Real out to reassert ‘clásico’ edge

Mourinho’s team will fall 11 points behind if Barcelona wins Liga showdown

Iker Casillas dives to stop Xavi and David Villa during a Real Madrid-Barça encounter.
Iker Casillas dives to stop Xavi and David Villa during a Real Madrid-Barça encounter. JAVIER SORIANO (AFP)

It is ridiculously early in the season and shows a distinct lack of respect for the standard of the other teams, but none of that is stopping Liga observers treating this weekend's clásico< as a decisive match with regards to a championship which will not end until next June.

Much has been made of the eight-point gap that has yawned early on between Spain's two dominant sides, due to Barcelona's perfect six-wins-in-six start for new boss Tito Vilanova, and Real Madrid's early stutters against Valencia, Getafe and Sevilla. Add that to the much-publicized spat between coach José Mourinho and Sergio Ramos (the Andalusian defender taking the fall for the champion's misfiring opening to its defense and being relegated to the bench before being put back in his less preferred right-back slot), and we are talking — in histrionic Bernabéu terms — about a full-on crisis.

The pipe of peace seems to have been smoked in Amsterdam this week, however, as Ramos returned to his rightful place alongside Pepe at the heart of Madrid's defense after reportedly having issued an apology to his teammates for defiant actions and statements, such as placing his shirt on top of that of Mesut Özil — another star shining less brightly in Mourinho's eyes these days — during the half-time interval of the last league game against Deportivo.

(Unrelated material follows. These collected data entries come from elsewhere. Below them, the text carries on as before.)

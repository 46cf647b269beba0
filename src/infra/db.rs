use sqlx::{PgPool, postgres::PgPoolOptions};
use tracing::info;

use crate::infra::error::InfraError;

pub async fn init_db(database_url: &str) -> Result<PgPool, InfraError> {
    let pool = PgPoolOptions::new()
        .max_connections(10)
        .connect(database_url)
        .await?;

    sqlx::migrate!("./migrations")
        .run(&pool)
        .await
        .map_err(InfraError::Migration)?;

    info!("Connected to database, migrations applied");
    Ok(pool)
}
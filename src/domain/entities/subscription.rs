use chrono::{DateTime, Timelike, Utc};
use serde::{Deserialize, Serialize};
use strum::{AsRefStr, Display, EnumString};
use uuid::Uuid;

use super::provider::Provider;

#[derive(
    Debug,
    Clone,
    Copy,
    PartialEq,
    Eq,
    Hash,
    Serialize,
    Deserialize,
    sqlx::Type,
    AsRefStr,
    Display,
    EnumString,
)]
#[sqlx(type_name = "subscription_plan", rename_all = "snake_case")]
#[serde(rename_all = "snake_case")]
#[strum(serialize_all = "snake_case", ascii_case_insensitive)]
pub enum Plan {
    Weekly,
    Monthly,
    Yearly,
}

impl Plan {
    /// Map a card-billing recurring interval (`week`, `month`, `year`).
    pub fn from_interval(interval: &str) -> Option<Self> {
        match interval {
            "week" => Some(Plan::Weekly),
            "month" => Some(Plan::Monthly),
            "year" => Some(Plan::Yearly),
            _ => None,
        }
    }

    /// Map a store product identifier such as `premium_monthly` or `pro.annual`.
    pub fn from_product_id(product_id: &str) -> Option<Self> {
        let id = product_id.to_lowercase();
        if id.contains("week") {
            Some(Plan::Weekly)
        } else if id.contains("month") {
            Some(Plan::Monthly)
        } else if id.contains("year") || id.contains("annual") {
            Some(Plan::Yearly)
        } else {
            None
        }
    }
}

#[derive(
    Debug,
    Clone,
    Copy,
    PartialEq,
    Eq,
    Hash,
    Serialize,
    Deserialize,
    sqlx::Type,
    AsRefStr,
    Display,
    EnumString,
)]
#[sqlx(type_name = "subscription_status", rename_all = "snake_case")]
#[serde(rename_all = "snake_case")]
#[strum(serialize_all = "snake_case", ascii_case_insensitive)]
pub enum SubscriptionStatus {
    Trialing,
    Active,
    PastDue,
    Cancelled,
    Expired,
}

impl SubscriptionStatus {
    /// Terminal rows are history; at most one non-terminal row exists per user.
    pub fn is_terminal(&self) -> bool {
        matches!(
            self,
            SubscriptionStatus::Cancelled | SubscriptionStatus::Expired
        )
    }

    /// Statuses that grant access while the paid period has not elapsed.
    /// `PastDue` is a grace period: access is kept until the period ends.
    pub fn grants_access(&self) -> bool {
        matches!(
            self,
            SubscriptionStatus::Trialing | SubscriptionStatus::Active | SubscriptionStatus::PastDue
        )
    }
}

/// Canonical local record of one provider subscription.
#[derive(Debug, Clone, PartialEq, Eq, Serialize)]
pub struct Subscription {
    pub id: Uuid,
    pub user_id: Uuid,
    pub provider: Provider,
    pub external_customer_id: String,
    pub external_subscription_id: String,
    pub plan: Plan,
    pub status: SubscriptionStatus,
    pub current_period_start: DateTime<Utc>,
    pub current_period_end: DateTime<Utc>,
    pub cancelled_at: Option<DateTime<Utc>>,
    /// Effective timestamp of the newest provider state folded into this row.
    pub last_event_at: DateTime<Utc>,
    pub created_at: DateTime<Utc>,
    pub updated_at: DateTime<Utc>,
}

impl Subscription {
    pub fn has_entitlement(&self, now: DateTime<Utc>) -> bool {
        self.status.grants_access() && now < self.current_period_end
    }

    /// Still access-granting but will not renew.
    pub fn cancels_at_period_end(&self) -> bool {
        self.cancelled_at.is_some() && !self.status.is_terminal()
    }

    pub fn is_lapsed(&self, now: DateTime<Utc>) -> bool {
        !self.status.is_terminal() && self.current_period_end <= now
    }
}

/// Drop sub-microsecond precision so values survive a Postgres round trip
/// unchanged, which the `updated_at` compare-and-swap relies on.
pub fn truncate_to_micros(ts: DateTime<Utc>) -> DateTime<Utc> {
    ts.with_nanosecond(ts.nanosecond() / 1_000 * 1_000)
        .unwrap_or(ts)
}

The truth is that 11 points, in the result of a home win for Barça on Sunday, would be a mountain to climb against a fully functioning Catalan powerhouse, especially as long as Leo Messi continues his stupendous run of form and fitness. Mourinho's Real, however, has surely now ditched its inferiority complex after a painful series of clásico drubbings, effectively regaining Liga superiority with last April's win at Camp Nou.

The exit of Pep Guardiola, Mourinho's old foe, from the Barcelona coach's post, citing the pressure of media expectations, added to a sense that the pendulum had finally swung Madrid's way as the Portuguese delivered on his promise of winning the league title in his second season. After Real's victory in the summer Supercup, which may be little more than a friendly (if such a thing is possible in clásico terms), it comes a something of a surprise that it should be Vilanova's Barcelona boasting a 100-percent record and Real still pulling itself out of the mid-table region. It is true that Mourinho and Real president Florentino Pérez's overriding objective for this season is to finally capture la décima, the long-coveted 10th Champions League title in the club's history. That would seal Mourinho's legendary status as a coach, after triumphing with Porto and Inter Milan in Europe's top competition.

Many observers believe that this would also send Mourinho off in search of a fresh challenge, an impression augmented by the coach's declarations in a CNN interview this week that he "hates his social life" and that his "next move" will definitely be a return to England, where he coached Chelsea to Premier League success.

But it is far too early to be kissing the league goodbye and the coach has shown since arriving at Real that he can quell the inevitable outbreaks of bickering under the sporting world's most intense media spotlight. On his side, Mourinho has an extremely strong squad, which means no player — with the exceptions of Iker Casillas and Cristiano Ronaldo — can feel indispensable. And besides the points on offer, Sunday represents a great chance to put the wind up Vilanova in his first season in charge of a big club.

Over at Barcelona, the biggest problem for the rookie coach is the defensive line-up. The talismanic Carles Puyol is out having dislocated an elbow in Lisbon this week when attempting a trademark pile-driver header in the midst of a free kick mêlée — only to crash to the floor when no opposing defender leapt against him. Barça's other stalwart in the middle of the back four, Gerard Piqué, is a doubtful starter. The experimental combination of Alex Song and Javier Mascherano could lead to hesitation and gaps opening up for the forward thrusts of Cristiano Ronaldo and whoever accompanies the Portuguese pouter up front.

Ángel di María is a Mourinho favorite and back to his impish best but Kaká's midweek performance against Ajax has caused the Brazilian to once again occupy his coach's thoughts. Luka Modric is also pushing for a starting place while Özil seems to be slipping down the pecking order. Up top, it a straight choice between Gonzalo Higuaín and the in-form Karim Benzema.

Barcelona's Xavi, who had the grace to note that whatever the result the season is long, revealed nothing new when he said that the home team "must keep possession of the ball and not change our soccer philosophy in order to avert Madrid attacks. We intend to win this ourselves; it would be a tremendous morale boost."